## Problem description
Reproduce, from the lines below, exactly the stretch that begins at the line containing "let mut executed = 0;" and ends at the line containing "fn wait(&self, delay: Duration, deadline: Option<Instant>)", both included.

## Input records
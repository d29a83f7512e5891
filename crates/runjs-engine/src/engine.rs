//! Embedded QuickJS engine with a fixed set of host capabilities

use crate::config::EngineConfig;
use crate::describe::{caught, describe};
use crate::host::{HostContext, Stream};
use rquickjs::context::EvalOptions;
use rquickjs::FromJs;
use rquickjs::{Context, Ctx, Function, Object, Runtime, Value};
use runjs_core::{RunError, SourceUnit};
use std::sync::atomic::{AtomicBool, Ordering};
use std::sync::Arc;
use std::thread;
use std::time::{Duration, Instant};

const PRELUDE: &str = include_str!("js/prelude.js");
const LOOP_GLOBAL: &str = "__runjs_loop";

/// One-shot evaluator for a single source unit
///
/// `evaluate` consumes the engine, so a runtime never sees a second script.
pub struct Engine {
    runtime: Runtime,
    context: Context,
    config: EngineConfig,
    host: HostContext,
    timed_out: Arc<AtomicBool>,
}

impl Engine {
    /// Create a runtime and context with the configured limits
    ///
    /// # Errors
    ///
    /// Returns `RunError::Engine` if QuickJS cannot allocate the runtime
    pub fn new(config: EngineConfig, host: HostContext) -> Result<Self, RunError> {
        let runtime = Runtime::new().map_err(RunError::engine)?;
        if let Some(bytes) = config.memory_limit {
            runtime.set_memory_limit(bytes);
        }
        if let Some(bytes) = config.max_stack_size {
            runtime.set_max_stack_size(bytes);
        }

        runtime.set_host_promise_rejection_tracker(Some(Box::new(track_rejection)));

        let context = Context::full(&runtime).map_err(RunError::engine)?;

        Ok(Self {
            runtime,
            context,
            config,
            host,
            timed_out: Arc::new(AtomicBool::new(false)),
        })
    }

    /// Evaluate the unit as a script, then drain promise jobs and timers
    ///
    /// # Errors
    ///
    /// Returns `RunError::Execution` for syntax errors, uncaught exceptions
    /// and unhandled rejections, and `RunError::Timeout` when the configured
    /// time budget runs out
    pub fn evaluate(self, unit: &SourceUnit) -> Result<(), RunError> {
        let deadline = self.arm_deadline();
        self.install_prelude(unit)?;

        log::debug!("evaluating {}", unit.path().display());
        self.context
            .with(|ctx| {
                let mut options = EvalOptions::default();
                options.strict = false;
                ctx.eval_with_options::<(), _>(unit.text(), options)
                    .map_err(|e| caught(&ctx, e))
            })
            .map_err(|description| self.classify(description))?;

        self.drain(deadline)
    }

    fn arm_deadline(&self) -> Option<Instant> {
        let timeout = self.config.timeout?;
        let deadline = Instant::now() + timeout;
        let timed_out = Arc::clone(&self.timed_out);
        self.runtime.set_interrupt_handler(Some(Box::new(move || {
            let expired = Instant::now() >= deadline;
            if expired {
                timed_out.store(true, Ordering::SeqCst);
            }
            expired
        })));
        Some(deadline)
    }

    fn install_prelude(&self, unit: &SourceUnit) -> Result<(), RunError> {
        let argv = vec!["runjs".to_string(), unit.path().display().to_string()];
        self.context
            .with(|ctx| install_bindings(&ctx, &self.host, argv).map_err(|e| caught(&ctx, e)))
            .map_err(RunError::engine)
    }

    /// Run queued work until nothing is left: microtasks first, then the
    /// earliest timer, repeated
    fn drain(&self, deadline: Option<Instant>) -> Result<(), RunError> {
        let mut jobs = 0;
        let mut timers = 0;

        loop {
            jobs += self.run_pending_jobs()?;
            self.check_rejections()?;

            let delay: f64 = self.call_loop("nextDelay")?;
            if delay < 0.0 {
                break;
            }
            self.wait(Duration::from_millis(delay.ceil() as u64), deadline)?;

            if self.call_loop::<bool>("fireNext")? {
                timers += 1;
            }
        }

        log::debug!("drained {jobs} promise jobs and {timers} timers");
        Ok(())
    }

    fn run_pending_jobs(&self) -> Result<usize, RunError> {
        let mut executed = 0;
        loop {
            match self.runtime.execute_pending_job() {
                Ok(true) => executed += 1,
                Ok(false) => return Ok(executed),
                Err(job) => {
                    let description = job.0.with(|ctx| describe(&ctx.catch()));
                    return Err(self.classify(description));
                }
            }
        }
    }

    fn check_rejections(&self) -> Result<(), RunError> {
        let unhandled = self
            .context
            .with(|ctx| -> Result<Option<String>, String> {
                let reason = loop_function(&ctx, "takeRejection")
                    .and_then(|take| take.call::<_, Option<Object>>(()))
                    .and_then(|entry| entry.map(|e| e.get::<_, Value>("reason")).transpose())
                    .map_err(|e| caught(&ctx, e))?;
                Ok(reason.as_ref().map(describe))
            })
            .map_err(|description| self.classify(description))?;

        match unhandled {
            Some(reason) => Err(RunError::execution(format!("Uncaught (in promise) {reason}"))),
            None => Ok(()),
        }
    }

    fn call_loop<T>(&self, method: &str) -> Result<T, RunError>
    where
        T: for<'js> FromJs<'js>,
    {
        self.context
            .with(|ctx| {
                let result = loop_function(&ctx, method).and_then(|f| f.call::<_, T>(()));
                result.map_err(|e| caught(&ctx, e))
            })
            .map_err(|description| self.classify(description))
    }

    fn wait(&self, delay: Duration, deadline: Option<Instant>) -> Result<(), RunError> {
        if let Some(deadline) = deadline {
            let now = Instant::now();
            if now + delay >= deadline {
                thread::sleep(deadline.saturating_duration_since(now));
                self.timed_out.store(true, Ordering::SeqCst);
                return Err(self.timeout_error());
            }
        }
        thread::sleep(delay);
        Ok(())
    }

    fn classify(&self, description: String) -> RunError {
        if self.timed_out.load(Ordering::SeqCst) {
            self.timeout_error()
        } else {
            RunError::execution(description)
        }
    }

    fn timeout_error(&self) -> RunError {
        RunError::Timeout {
            limit_ms: self.config.timeout_ms().unwrap_or_default(),
        }
    }
}

fn loop_function<'js>(ctx: &Ctx<'js>, name: &str) -> rquickjs::Result<Function<'js>> {
    ctx.globals()
        .get::<_, Object>(LOOP_GLOBAL)?
        .get::<_, Function>(name)
}

/// Forward promise rejection events to the prelude's rejection map, keyed
/// by the promise itself
fn track_rejection<'js>(ctx: Ctx<'js>, promise: Value<'js>, reason: Value<'js>, is_handled: bool) {
    let tracked = loop_function(&ctx, "trackRejection")
        .and_then(|track| track.call::<_, ()>((promise, reason, is_handled)));
    if let Err(e) = tracked {
        log::warn!("failed to track promise rejection: {}", caught(&ctx, e));
    }
}

fn install_bindings<'js>(
    ctx: &Ctx<'js>,
    host: &HostContext,
    argv: Vec<String>,
) -> rquickjs::Result<()> {
    let sink = host.clone();
    let write = Function::new(ctx.clone(), move |fd: i32, message: String| {
        sink.write_line(Stream::from_fd(fd), &message);
    })?;

    let env = Object::new(ctx.clone())?;
    for (name, value) in host.env() {
        env.set(name.as_str(), value.as_str())?;
    }

    let prelude: Function = ctx.eval(PRELUDE)?;
    prelude.call::<_, ()>((write, env, argv))
}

## Result for this task
        let mut executed = 0;
        loop {
            match self.runtime.execute_pending_job() {
                Ok(true) => executed += 1,
                Ok(false) => return Ok(executed),
                Err(job) => {
                    let description = job.0.with(|ctx| describe(&ctx.catch()));
                    return Err(self.classify(description));
                }
            }
        }
    }

    fn check_rejections(&self) -> Result<(), RunError> {
        let unhandled = self
            .context
            .with(|ctx| -> Result<Option<String>, String> {
                let reason = loop_function(&ctx, "takeRejection")
                    .and_then(|take| take.call::<_, Option<Object>>(()))
                    .and_then(|entry| entry.map(|e| e.get::<_, Value>("reason")).transpose())
                    .map_err(|e| caught(&ctx, e))?;
                Ok(reason.as_ref().map(describe))
            })
            .map_err(|description| self.classify(description))?;

        match unhandled {
            Some(reason) => Err(RunError::execution(format!("Uncaught (in promise) {reason}"))),
            None => Ok(()),
        }
    }

    fn call_loop<T>(&self, method: &str) -> Result<T, RunError>
    where
        T: for<'js> FromJs<'js>,
    {
        self.context
            .with(|ctx| {
                let result = loop_function(&ctx, method).and_then(|f| f.call::<_, T>(()));
                result.map_err(|e| caught(&ctx, e))
            })
            .map_err(|description| self.classify(description))
    }

    fn wait(&self, delay: Duration, deadline: Option<Instant>) -> Result<(), RunError> {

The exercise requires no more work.